Tempo Personale alla Porziuncola

Prega con le immagini se hai modo usando la pala d’altare all’interno della Porziuncola (la tavola si legge in senso antiorario, a partire dal riquadro in basso a destra dell’Annunciazione, che ne è il centro).

Da una parte, Francesco, tentato dal demonio, si butta in un roseto, dall’altra, il Santo è accompagnato dentro la chiesetta della Porziuncola da due Angeli, dove ha una una visione. Fai il tuo piccolo esame di coscienza per capire cosa ti mette in difficoltà. Poi ringrazia: “Signore, confido in Te, che non mi abbandoni”

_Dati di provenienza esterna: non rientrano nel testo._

fn invalid_timezone_notice(
    file: &str,
    field_name: &str,
    row_number: u64,
    value: &str,
) -> ValidationNotice {
    let mut notice = ValidationNotice::new(
        "invalid_timezone",
        NoticeSeverity::Error,
        "field cannot be parsed as timezone",
    );
    populate_field_notice(&mut notice, file, field_name, row_number, value);
    notice
}

fn invalid_language_notice(
    file: &str,
    field_name: &str,
    row_number: u64,
    value: &str,
) -> ValidationNotice {
    let mut notice = ValidationNotice::new(
        "invalid_language_code",
        NoticeSeverity::Error,
        "field contains invalid language code",
    );
    populate_field_notice(&mut notice, file, field_name, row_number, value);
    notice
}

fn invalid_currency_notice(
    file: &str,
    field_name: &str,
    row_number: u64,
    value: &str,
) -> ValidationNotice {
    let mut notice = ValidationNotice::new(
        "invalid_currency",
        NoticeSeverity::Error,
        "field contains invalid currency code",
    );
    populate_field_notice(&mut notice, file, field_name, row_number, value);
    notice
}

fn invalid_url_notice(
    file: &str,
    field_name: &str,
    row_number: u64,
    value: &str,
) -> ValidationNotice {
    let mut notice = ValidationNotice::new(
        "invalid_url",
        NoticeSeverity::Error,
        "field contains invalid url",
    );
    populate_field_notice(&mut notice, file, field_name, row_number, value);
    notice
}

fn invalid_email_notice(
    file: &str,
    field_name: &str,
    row_number: u64,
    value: &str,
) -> ValidationNotice {
    let mut notice = ValidationNotice::new(
        "invalid_email",
        NoticeSeverity::Error,
        "field contains invalid email",
    );
    populate_field_notice(&mut notice, file, field_name, row_number, value);
    notice
}

fn invalid_phone_notice(
    file: &str,
    field_name: &str,
    row_number: u64,
    value: &str,
) -> ValidationNotice {
    let mut notice = ValidationNotice::new(
        "invalid_phone_number",
        NoticeSeverity::Error,
        "field contains invalid phone number",
    );
    populate_field_notice(&mut notice, file, field_name, row_number, value);
    notice
}

fn populate_field_notice(
    notice: &mut ValidationNotice,
    file: &str,
    field_name: &str,
    row_number: u64,
    value: &str,
) {
    notice.file = Some(file.to_string());
    notice.row = Some(row_number);
    notice.field = Some(field_name.to_string());
    notice.insert_context_field("fieldValue", value);
    notice.field_order = vec![
        "csvRowNumber".to_string(),
        "fieldName".to_string(),
        "fieldValue".to_string(),
        "filename".to_string(),
    ];
}

fn mixed_case_notice(
    file: &str,
    field_name: &str,
    row_number: u64,
    value: &str,
) -> ValidationNotice {
    let message = if is_mixed_case_field(field_name) {
        "field should use mixed case"
    } else {
        "field should use lower case"
    };
    let mut notice = ValidationNotice::new(
        "mixed_case_recommended_field",
        NoticeSeverity::Warning,
        message,
    );
    notice.file = Some(file.to_string());
    notice.row = Some(row_number);
    notice.field = Some(field_name.to_string());
    notice.insert_context_field("fieldValue", value);
    notice.field_order = vec![
        "csvRowNumber".to_string(),
        "fieldName".to_string(),
        "fieldValue".to_string(),
        "filename".to_string(),
    ];
    notice
}

fn unexpected_enum_value_notice(
    file: &str,
    field_name: &str,
    row_number: u64,
    value: i64,
) -> ValidationNotice {
    let mut notice = ValidationNotice::new(
        "unexpected_enum_value",
        NoticeSeverity::Warning,
        "unexpected enum value",
    );
    notice.file = Some(file.to_string());
    notice.row = Some(row_number);
    notice.field = Some(field_name.to_string());
    notice.insert_context_field("fieldValue", value);
    notice.field_order = vec![
        "csvRowNumber".to_string(),
        "fieldName".to_string(),
        "fieldValue".to_string(),
        "filename".to_string(),
    ];
    notice
}

fn invalid_currency_amount_notice(
    file: &str,
    field_name: &str,
    row_number: u64,
    currency_code: &str,
    value: &str,
) -> ValidationNotice {
    let mut notice = ValidationNotice::new(
        "invalid_currency_amount",
        NoticeSeverity::Error,
        "currency amount does not match currency code",
    );
    notice.file = Some(file.to_string());
    notice.row = Some(row_number);
    notice.field = Some(field_name.to_string());
    notice.insert_context_field("currencyCode", currency_code);
    notice.insert_context_field("fieldValue", value);
    notice.field_order = vec![
        "csvRowNumber".to_string(),
        "currencyCode".to_string(),
        "fieldName".to_string(),
        "fieldValue".to_string(),
        "filename".to_string(),
    ];
    notice
}

fn validate_currency_amount(
    file: &str,
    record: &StringRecord,
    header_index: &HashMap<&str, usize>,
    row_number: u64,
    notices: &mut NoticeContainer,
) {
    let (Some(&amount_index), Some(&currency_index)) =
        (header_index.get("amount"), header_index.get("currency"))
    else {
        return;
    };

    let amount = record.get(amount_index).unwrap_or("").trim();
    let currency = record.get(currency_index).unwrap_or("").trim();
    if amount.is_empty() || currency.is_empty() {
        return;
    }
    let Some(scale) = decimal_scale(amount) else {
        return;
    };
    let Some(expected_scale) = currency_fraction_digits(currency) else {
        return;
    };

    if scale != expected_scale {
        notices.push(invalid_currency_amount_notice(
            file, "amount", row_number, currency, amount,
        ));
    }
}

fn validate_enum_value(
    file: &str,
    field_name: &str,
    row_number: u64,
    value: &str,
    kind: EnumKind,
    notices: &mut NoticeContainer,
) {
    match value.parse::<i64>() {
        Ok(value) => {
            if !enum_value_allowed(kind, value) {
                notices.push(unexpected_enum_value_notice(
                    file, field_name, row_number, value,
                ));
            }
        }
        Err(_) => {
            notices.push(invalid_integer_notice(file, field_name, row_number, value));
        }
    }
}

fn enum_kind(field: &str) -> Option<EnumKind> {
    match field {
        "location_type" => Some(EnumKind::LocationType),
        "wheelchair_boarding" => Some(EnumKind::WheelchairBoarding),
        "route_type" => Some(EnumKind::RouteType),
        "continuous_pickup" | "continuous_drop_off" => Some(EnumKind::ContinuousPickupDropOff),
        "pickup_type" | "drop_off_type" => Some(EnumKind::PickupDropOffType),
        "booking_type" => Some(EnumKind::BookingType),
        "direction_id" => Some(EnumKind::DirectionId),
        "wheelchair_accessible" => Some(EnumKind::WheelchairAccessible),
        "bikes_allowed" => Some(EnumKind::BikesAllowed),
        "monday" | "tuesday" | "wednesday" | "thursday" | "friday" | "saturday" | "sunday" => {
            Some(EnumKind::ServiceAvailability)
        }
        "exception_type" => Some(EnumKind::ExceptionType),
        "payment_method" => Some(EnumKind::PaymentMethod),
        "transfers" => Some(EnumKind::Transfers),
        "exact_times" => Some(EnumKind::ExactTimes),
        "transfer_type" => Some(EnumKind::TransferType),
        "pathway_mode" => Some(EnumKind::PathwayMode),
        "is_bidirectional" => Some(EnumKind::Bidirectional),
        "is_producer" | "is_operator" | "is_authority" => Some(EnumKind::YesNo),
        "timepoint" => Some(EnumKind::Timepoint),
        "fare_media_type" => Some(EnumKind::FareMediaType),
        "duration_limit_type" => Some(EnumKind::DurationLimitType),
        "fare_transfer_type" => Some(EnumKind::FareTransferType),
        "is_default_fare_category" => Some(EnumKind::RiderFareCategory),
        _ => None,
    }
}

fn enum_value_allowed(kind: EnumKind, value: i64) -> bool {
    match kind {
        EnumKind::LocationType => matches!(value, 0 | 1 | 2 | 3 | 4),
        EnumKind::WheelchairBoarding => matches!(value, 0 | 1 | 2),
        EnumKind::RouteType => matches!(value, 0..=7 | 11 | 12 | 100..=1702),
        EnumKind::ContinuousPickupDropOff => matches!(value, 0 | 1 | 2 | 3),
        EnumKind::PickupDropOffType => matches!(value, 0 | 1 | 2 | 3),
        EnumKind::BookingType => matches!(value, 0 | 1 | 2),
        EnumKind::DirectionId => matches!(value, 0 | 1),
        EnumKind::WheelchairAccessible => matches!(value, 0 | 1 | 2),
        EnumKind::BikesAllowed => matches!(value, 0 | 1 | 2),
        EnumKind::ServiceAvailability => matches!(value, 0 | 1),
        EnumKind::ExceptionType => matches!(value, 1 | 2),
        EnumKind::PaymentMethod => matches!(value, 0 | 1),
        EnumKind::Transfers => matches!(value, 0 | 1 | 2),
        EnumKind::ExactTimes => matches!(value, 0 | 1),
        EnumKind::TransferType => matches!(value, 0 | 1 | 2 | 3 | 4 | 5),
        EnumKind::PathwayMode => matches!(value, 1 | 2 | 3 | 4 | 5 | 6 | 7),
        EnumKind::Bidirectional => matches!(value, 0 | 1),
        EnumKind::YesNo => matches!(value, 0 | 1),
        EnumKind::Timepoint => matches!(value, 0 | 1),
        EnumKind::FareMediaType => matches!(value, 0 | 1 | 2 | 3 | 4),
        EnumKind::DurationLimitType => matches!(value, 0 | 1 | 2 | 3),
        EnumKind::FareTransferType => matches!(value, 0 | 1 | 2),
        EnumKind::RiderFareCategory => matches!(value, 0 | 1),
    }
}

fn is_mixed_case_field(field: &str) -> bool {
    MIXED_CASE_FIELDS.contains(&field)
}

fn is_float_field(field: &str) -> bool {
    FLOAT_FIELDS.contains(&field)
}

fn is_integer_field(field: &str) -> bool {
    INTEGER_FIELDS.contains(&field)
}

fn is_date_field(field: &str) -> bool {
    DATE_FIELDS.contains(&field)
}

fn is_time_field(field: &str) -> bool {
    TIME_FIELDS.contains(&field)
}

fn is_color_field(field: &str) -> bool {
    COLOR_FIELDS.contains(&field)
}

fn is_timezone_field(field: &str) -> bool {
    TIMEZONE_FIELDS.contains(&field)
}

fn is_language_field(field: &str) -> bool {
    LANGUAGE_FIELDS.contains(&field)
}

fn is_currency_field(field: &str) -> bool {
    CURRENCY_FIELDS.contains(&field)
}

fn is_url_field(field: &str) -> bool {
    URL_FIELDS.contains(&field)
}

fn is_email_field(field: &str) -> bool {
    EMAIL_FIELDS.contains(&field)
}

fn is_phone_field(field: &str) -> bool {
    PHONE_FIELDS.contains(&field)
}

pub fn is_value_validated_field(field: &str) -> bool {
    let normalized = field.trim().to_ascii_lowercase();
    let field = normalized.as_str();
    enum_kind(field).is_some()
        || is_integer_field(field)
        || is_float_field(field)
        || is_date_field(field)
        || is_time_field(field)
        || is_color_field(field)
}

fn is_mixed_case_violation(value: &str) -> bool {
    let tokens: Vec<&str> = value
        .split(|ch: char| !ch.is_alphabetic())
        .filter(|token| !token.is_empty())
        .collect();
    if tokens.is_empty() {
        return false;
    }

    if tokens.len() == 1 {
        let token = tokens[0];
        if token.len() <= 1 {
            return false;
        }
        if token.chars().any(|ch| ch.is_ascii_digit()) {
            return false;
        }
        return token.chars().all(|ch| ch.is_lowercase())
            || token.chars().all(|ch| ch.is_uppercase());
    }

    let mut has_mixed_case = false;
    let mut no_number_tokens = 0;
    for token in tokens {
        if token.len() == 1 || token.chars().any(|ch| ch.is_ascii_digit()) {
            continue;
        }
        no_number_tokens += 1;
        let mut has_upper = false;
        let mut has_lower = false;
        for ch in token.chars() {
            if ch.is_uppercase() {
                has_upper = true;
            }
            if ch.is_lowercase() {
                has_lower = true;
            }
        }
        if has_upper && has_lower {
            has_mixed_case = true;
        }
    }

    no_number_tokens >= 2 && !has_mixed_case
}

fn is_valid_url(value: &str) -> bool {
    Url::parse(value).is_ok()
}

fn is_valid_email(value: &str) -> bool {
    let mut parts = value.split('@');
    let local = parts.next().unwrap_or("");
    let domain = parts.next().unwrap_or("");
    if local.is_empty() || domain.is_empty() || parts.next().is_some() {
        return false;
    }
    if local.contains(char::is_whitespace) || domain.contains(char::is_whitespace) {
        return false;
    }
    if domain.starts_with('.') || domain.ends_with('.') {
        return false;
    }
    domain.contains('.')
}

Sopra l’altare appaiono Gesù e la Madonna, ai quali Francesco chiede la concessione dell’Indulgenza poi il poverello di Assisi si presenta dal Papa per chiedere la conferma dell’indulgenza.
Affidati alla Misericordia di Dio chiedendo perdono del tuo poggia, forza per la tua debolezza, speranza per la tua vita, gioia per il tuo cammino. Poi prega con l’Ave Maria
Infine, ritroviamo il San Francesco alla presenza dei sette vescovi umbri che annuncia alla folla la sua gioia, e il Paradiso che ne è il compimento. Francesco tiene un cartiglio con scritto “(Hae)c est portae vitae aeternae”: queste sono le porte della vita eterna.
Dà lode al Signore per tutti i suoi doni, tra tutti quello della Misericordia e prega tre volte con il Gloria al Padre…

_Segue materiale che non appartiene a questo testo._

pub mod agency_consistency;
pub mod bikes_allowance;
pub mod block_trips_with_overlapping_stop_times;
pub mod calendar;
pub mod calendar_presence;
pub mod continuous_pickup_drop_off;
pub mod duplicate_fare_media;
pub mod duplicate_key;
pub mod duplicate_route_long_name;
pub mod duplicate_route_name;
pub mod duplicate_stop_sequence;
pub mod expired_calendar;
pub mod fare_attribute_agency_id;
pub mod fare_attributes;
pub mod fare_leg_join_rule;
pub mod fare_leg_rule_network_id_foreign_key;
pub mod fare_media_name;
pub mod fare_product_default_rider_categories;
pub mod fare_rules;
pub mod fare_transfer_rule_transfer_count;
pub mod feed_expiration_date;
pub mod feed_info;
pub mod feed_service_date;
pub mod location_has_stop_times;
pub mod location_id_foreign_key;
pub mod location_type;
pub mod locations_geojson_notices;
pub mod locations_geojson_presence;
pub mod matching_feed_and_agency_lang;
pub mod missing_bikes_allowed_for_ferry;
pub mod missing_level_id;
pub mod missing_stops_file;
pub mod missing_trip_edge;
pub mod network_id_consistency;
pub mod overlapping_frequency;
pub mod overlapping_pickup_drop_off_zone;
pub mod pathway_dangling_generic_node;
pub mod pathway_endpoint_type;
pub mod pathway_loop;
pub mod pathways;
pub mod pickup_booking_rule_id;
pub mod pickup_drop_off_type;
pub mod pickup_drop_off_window;
pub mod referential_integrity;
pub mod required_non_empty;
pub mod route_color_contrast;
pub mod routes;
pub mod service_never_active;
pub mod shape_to_stop_matching;
pub mod shape_usage;
pub mod single_shape_point;
pub mod stop_time_increasing_distance;
pub mod stop_time_travel_speed;
pub mod stop_times;
pub mod stop_times_geography_id_presence;
pub mod stop_times_record;
pub mod stop_times_shape_dist_presence;
pub mod stop_times_time;
pub mod stop_zone_id;
pub mod stops;
pub mod timeframe_overlap;
pub mod timeframe_service_id_foreign_key;
pub mod timeframe_start_and_end_time;
pub mod transfers_in_seat_transfer_type;
pub mod transfers_stop_type;
pub mod transfers_trip_reference;
pub mod trip_service_id_foreign_key;
pub mod trip_shape_distance;
pub mod trips;
pub mod unique_geography_id;
pub mod unused_agency;
pub mod unused_route;
pub mod unused_stop;
pub mod url_consistency;
pub mod url_syntax;

use crate::ValidatorRunner;

/// Builds a runner with every rule registered. Call sites that only need a
/// handful of validators (CLI `--include`/`--exclude` flags, tests) should
/// register selectively instead of filtering this list after the fact.
pub fn default_runner() -> ValidatorRunner {
    let mut runner = ValidatorRunner::new();

    runner.register(agency_consistency::AgencyConsistencyValidator);
    runner.register(bikes_allowance::BikesAllowanceValidator);
    runner.register(block_trips_with_overlapping_stop_times::BlockTripsWithOverlappingStopTimesValidator);
    runner.register(calendar::CalendarValidator);
    runner.register(calendar_presence::CalendarPresenceValidator);
    runner.register(continuous_pickup_drop_off::ContinuousPickupDropOffValidator);
    runner.register(duplicate_fare_media::DuplicateFareMediaValidator);
    runner.register(duplicate_key::DuplicateKeyValidator);
    runner.register(duplicate_route_long_name::DuplicateRouteLongNameValidator);
    runner.register(duplicate_route_name::DuplicateRouteNameValidator);
    runner.register(duplicate_stop_sequence::DuplicateStopSequenceValidator);
    runner.register(expired_calendar::ExpiredCalendarValidator);
    runner.register(fare_attribute_agency_id::FareAttributeAgencyIdValidator);
    runner.register(fare_attributes::FareAttributesValidator);
    runner.register(fare_leg_join_rule::FareLegJoinRuleValidator);
    runner.register(fare_leg_rule_network_id_foreign_key::FareLegRuleNetworkIdForeignKeyValidator);
    runner.register(fare_media_name::FareMediaNameValidator);
    runner.register(fare_product_default_rider_categories::FareProductDefaultRiderCategoriesValidator);
    runner.register(fare_rules::FareRulesValidator);
    runner.register(fare_transfer_rule_transfer_count::FareTransferRuleTransferCountValidator);
    runner.register(feed_expiration_date::FeedExpirationDateValidator);
    runner.register(feed_info::MissingFeedInfoValidator);
    runner.register(feed_service_date::FeedServiceDateValidator);
    runner.register(location_has_stop_times::LocationHasStopTimesValidator);
    runner.register(location_id_foreign_key::LocationIdForeignKeyValidator);
    runner.register(location_type::LocationTypeValidator);
    runner.register(locations_geojson_notices::LocationsGeoJsonNoticesValidator);
    runner.register(locations_geojson_presence::LocationsGeoJsonPresenceValidator);
    runner.register(matching_feed_and_agency_lang::MatchingFeedAndAgencyLangValidator);
    runner.register(missing_bikes_allowed_for_ferry::MissingBikesAllowedForFerryValidator);
    runner.register(missing_level_id::MissingLevelIdValidator);
    runner.register(missing_stops_file::MissingStopsFileValidator);
    runner.register(missing_trip_edge::MissingTripEdgeValidator);
    runner.register(network_id_consistency::NetworkIdConsistencyValidator);
    runner.register(overlapping_frequency::OverlappingFrequencyValidator);
    runner.register(overlapping_pickup_drop_off_zone::OverlappingPickupDropOffZoneValidator);
    runner.register(pathway_dangling_generic_node::PathwayDanglingGenericNodeValidator);
    runner.register(pathway_endpoint_type::PathwayEndpointTypeValidator);
    runner.register(pathway_loop::PathwayLoopValidator);
    runner.register(pathways::PathwaysValidator);
    runner.register(pickup_booking_rule_id::PickupBookingRuleIdValidator);
    runner.register(pickup_drop_off_type::PickupDropOffTypeValidator);
    runner.register(pickup_drop_off_window::PickupDropOffWindowValidator);
    runner.register(referential_integrity::ReferentialIntegrityValidator);
    runner.register(required_non_empty::RequiredTablesNotEmptyValidator);
    runner.register(route_color_contrast::RouteColorContrastValidator);
    runner.register(routes::RoutesValidator);
    runner.register(service_never_active::ServiceNeverActiveValidator);
    runner.register(shape_to_stop_matching::ShapeToStopMatchingValidator);
    runner.register(shape_usage::ShapeUsageValidator);
    runner.register(single_shape_point::SingleShapePointValidator);
    runner.register(stop_time_increasing_distance::StopTimeIncreasingDistanceValidator);
    runner.register(stop_time_travel_speed::StopTimeTravelSpeedValidator);
    runner.register(stop_times::TripUsageValidator);
    runner.register(stop_times_geography_id_presence::StopTimesGeographyIdPresenceValidator);
    runner.register(stop_times_record::StopTimesRecordValidator);
    runner.register(stop_times_shape_dist_presence::StopTimesShapeDistTraveledPresenceValidator);
    runner.register(stop_times_time::StopTimeArrivalAndDepartureTimeValidator);
    runner.register(stop_zone_id::StopZoneIdValidator);
    runner.register(stops::StopsValidator);
    runner.register(timeframe_overlap::TimeframeOverlapValidator);
    runner.register(timeframe_service_id_foreign_key::TimeframeServiceIdForeignKeyValidator);
    runner.register(timeframe_start_and_end_time::TimeframeStartAndEndTimeValidator);
    runner.register(transfers_in_seat_transfer_type::TransfersInSeatTransferTypeValidator);
    runner.register(transfers_stop_type::TransfersStopTypeValidator);
    runner.register(transfers_trip_reference::TransfersTripReferenceValidator);
    runner.register(trip_service_id_foreign_key::TripServiceIdForeignKeyValidator);
    runner.register(trip_shape_distance::TripAndShapeDistanceValidator);
    runner.register(trips::TripUsabilityValidator);
    runner.register(unique_geography_id::UniqueGeographyIdValidator);
    runner.register(unused_agency::UnusedAgencyValidator);
    runner.register(unused_route::UnusedRouteValidator);
    runner.register(unused_stop::UnusedStopValidator);
    runner.register(url_consistency::UrlConsistencyValidator);
    runner.register(url_syntax::UrlSyntaxValidator);

    runner
}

Leggi estratto testo dalla visita di Papa Francesco nel 2016
“Quella del perdono è certamente la strada maestra da seguire per raggiungere quel posto in Paradiso. E’ difficile perdonare! Quanto costa, a noi, perdonare gli altri! Pensiamoci un po’. E qui alla Porziuncola tutto parla di perdono! Che grande regalo ci ha fatto il Signore insegnandoci a perdonare – o, almeno, ad avere la volontà di perdonare – per farci toccare con mano la misericordia del Padre! Perché dovremmo perdonare una persona che ci ha fatto del male? Perché noi per primi siamo stati perdonati, e infinitamente di più. Non c’è nessuno fra noi, qui, che non sia stato perdonato. Ognuno pensi… pensiamo in silenzio le cose brutte che abbiamo fatto e come il Signore ci ha perdonato. Tanto lontano da quel gesto: “me la pagherai!” Il perdono è un’altra cosa. Precisamente come nella preghiera che Gesù ci ha insegnato, il Padre Nostro, quando diciamo: «Rimetti a noi i nostri debiti come anche noi li rimettiamo ai nostri debitori» (Mt 6,12). I debiti sono i nostri peccati davanti a Dio, e i nostri debitori sono quelli a cui anche noi dobbiamo perdonare.